## EXERCISE AIM:
Filter the entries for lines with the word "source".

+ + + + +

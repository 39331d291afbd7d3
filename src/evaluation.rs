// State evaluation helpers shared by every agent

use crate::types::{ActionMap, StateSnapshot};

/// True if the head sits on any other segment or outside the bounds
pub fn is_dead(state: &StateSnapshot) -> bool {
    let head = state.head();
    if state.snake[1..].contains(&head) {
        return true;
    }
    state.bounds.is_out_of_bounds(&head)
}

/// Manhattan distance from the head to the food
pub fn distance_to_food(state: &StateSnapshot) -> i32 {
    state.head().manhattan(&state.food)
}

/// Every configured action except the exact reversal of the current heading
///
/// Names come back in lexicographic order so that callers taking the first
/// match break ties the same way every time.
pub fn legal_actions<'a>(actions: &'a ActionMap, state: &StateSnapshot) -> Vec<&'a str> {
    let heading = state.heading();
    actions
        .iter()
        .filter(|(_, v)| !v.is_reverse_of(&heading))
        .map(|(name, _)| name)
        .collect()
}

+ + + + +

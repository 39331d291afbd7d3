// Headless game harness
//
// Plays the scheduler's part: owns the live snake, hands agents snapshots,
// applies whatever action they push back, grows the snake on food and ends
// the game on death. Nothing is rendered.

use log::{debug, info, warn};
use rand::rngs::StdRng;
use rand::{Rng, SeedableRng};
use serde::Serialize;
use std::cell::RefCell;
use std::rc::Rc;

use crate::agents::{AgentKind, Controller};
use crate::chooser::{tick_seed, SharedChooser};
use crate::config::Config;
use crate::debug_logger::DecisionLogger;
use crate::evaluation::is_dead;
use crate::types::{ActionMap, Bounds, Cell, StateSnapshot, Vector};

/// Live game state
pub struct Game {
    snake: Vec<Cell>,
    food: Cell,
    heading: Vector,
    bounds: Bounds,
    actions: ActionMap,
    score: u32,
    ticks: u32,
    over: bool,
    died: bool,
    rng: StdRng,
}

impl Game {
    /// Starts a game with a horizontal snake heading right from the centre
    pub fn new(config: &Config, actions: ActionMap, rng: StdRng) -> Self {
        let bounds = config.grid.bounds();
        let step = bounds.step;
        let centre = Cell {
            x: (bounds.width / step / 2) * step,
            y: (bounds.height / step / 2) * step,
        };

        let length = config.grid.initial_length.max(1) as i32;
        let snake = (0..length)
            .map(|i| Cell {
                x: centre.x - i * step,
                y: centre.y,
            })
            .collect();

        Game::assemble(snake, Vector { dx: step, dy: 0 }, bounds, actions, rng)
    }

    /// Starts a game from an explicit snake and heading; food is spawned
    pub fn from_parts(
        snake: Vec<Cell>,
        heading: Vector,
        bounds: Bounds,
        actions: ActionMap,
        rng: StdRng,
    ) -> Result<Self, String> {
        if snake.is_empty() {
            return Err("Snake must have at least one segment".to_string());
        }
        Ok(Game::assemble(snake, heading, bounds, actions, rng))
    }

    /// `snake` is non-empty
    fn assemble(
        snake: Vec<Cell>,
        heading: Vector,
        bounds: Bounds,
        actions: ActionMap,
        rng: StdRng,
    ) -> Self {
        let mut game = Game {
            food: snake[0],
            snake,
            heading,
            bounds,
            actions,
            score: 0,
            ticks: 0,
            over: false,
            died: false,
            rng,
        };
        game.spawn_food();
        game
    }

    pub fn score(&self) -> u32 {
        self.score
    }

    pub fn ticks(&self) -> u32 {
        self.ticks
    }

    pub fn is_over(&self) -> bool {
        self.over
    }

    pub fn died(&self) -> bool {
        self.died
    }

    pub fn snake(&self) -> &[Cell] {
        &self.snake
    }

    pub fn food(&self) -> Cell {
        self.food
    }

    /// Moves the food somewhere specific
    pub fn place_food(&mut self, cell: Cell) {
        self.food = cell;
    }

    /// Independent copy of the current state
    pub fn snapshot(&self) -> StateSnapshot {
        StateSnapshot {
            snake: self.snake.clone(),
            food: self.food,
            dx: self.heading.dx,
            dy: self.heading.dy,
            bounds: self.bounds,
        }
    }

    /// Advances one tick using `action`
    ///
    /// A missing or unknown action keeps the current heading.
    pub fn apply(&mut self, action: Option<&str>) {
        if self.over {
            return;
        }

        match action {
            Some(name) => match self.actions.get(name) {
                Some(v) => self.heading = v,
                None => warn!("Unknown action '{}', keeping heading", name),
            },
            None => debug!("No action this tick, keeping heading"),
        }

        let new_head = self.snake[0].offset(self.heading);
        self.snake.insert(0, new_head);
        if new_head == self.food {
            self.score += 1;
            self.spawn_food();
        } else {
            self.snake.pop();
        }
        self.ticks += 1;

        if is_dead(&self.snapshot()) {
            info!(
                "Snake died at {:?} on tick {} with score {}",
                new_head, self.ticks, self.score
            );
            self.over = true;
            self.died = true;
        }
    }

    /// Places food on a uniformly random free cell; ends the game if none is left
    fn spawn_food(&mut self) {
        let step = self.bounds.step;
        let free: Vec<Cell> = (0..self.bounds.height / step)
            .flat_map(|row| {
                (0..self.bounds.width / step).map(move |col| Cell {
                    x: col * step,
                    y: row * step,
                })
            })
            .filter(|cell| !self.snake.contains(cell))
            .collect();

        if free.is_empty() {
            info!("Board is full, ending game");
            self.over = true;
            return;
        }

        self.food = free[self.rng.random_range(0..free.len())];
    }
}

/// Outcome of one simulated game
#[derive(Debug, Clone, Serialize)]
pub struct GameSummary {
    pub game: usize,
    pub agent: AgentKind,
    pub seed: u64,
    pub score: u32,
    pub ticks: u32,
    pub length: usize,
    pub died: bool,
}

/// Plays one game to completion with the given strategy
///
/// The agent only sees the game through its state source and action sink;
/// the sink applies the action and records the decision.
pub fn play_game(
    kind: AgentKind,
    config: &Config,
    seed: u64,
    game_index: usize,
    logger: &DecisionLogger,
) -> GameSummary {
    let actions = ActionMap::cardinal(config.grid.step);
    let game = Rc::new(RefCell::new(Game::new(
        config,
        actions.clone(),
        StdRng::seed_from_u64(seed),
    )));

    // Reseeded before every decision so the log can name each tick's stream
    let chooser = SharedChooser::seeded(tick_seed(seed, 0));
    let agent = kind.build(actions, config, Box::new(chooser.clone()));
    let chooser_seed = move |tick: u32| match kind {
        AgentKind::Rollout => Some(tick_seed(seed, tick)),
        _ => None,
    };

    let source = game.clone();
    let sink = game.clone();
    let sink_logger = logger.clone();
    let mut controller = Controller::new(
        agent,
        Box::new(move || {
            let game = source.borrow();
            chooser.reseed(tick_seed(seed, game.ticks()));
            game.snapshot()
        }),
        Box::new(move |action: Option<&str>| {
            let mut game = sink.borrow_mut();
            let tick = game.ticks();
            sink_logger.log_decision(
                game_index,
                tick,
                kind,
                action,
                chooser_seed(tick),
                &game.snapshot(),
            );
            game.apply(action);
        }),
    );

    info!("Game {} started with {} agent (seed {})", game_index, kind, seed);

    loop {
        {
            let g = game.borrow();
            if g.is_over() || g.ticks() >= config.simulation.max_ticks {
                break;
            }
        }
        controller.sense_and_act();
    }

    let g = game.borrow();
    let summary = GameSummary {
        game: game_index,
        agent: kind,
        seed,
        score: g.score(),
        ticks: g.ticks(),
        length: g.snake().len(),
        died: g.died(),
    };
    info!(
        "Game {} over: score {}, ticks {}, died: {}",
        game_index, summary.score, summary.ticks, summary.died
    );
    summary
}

+ + + + +

## TASK RESPONSE:
/// The agent only sees the game through its state source and action sink;
    let source = game.clone();
            let game = source.borrow();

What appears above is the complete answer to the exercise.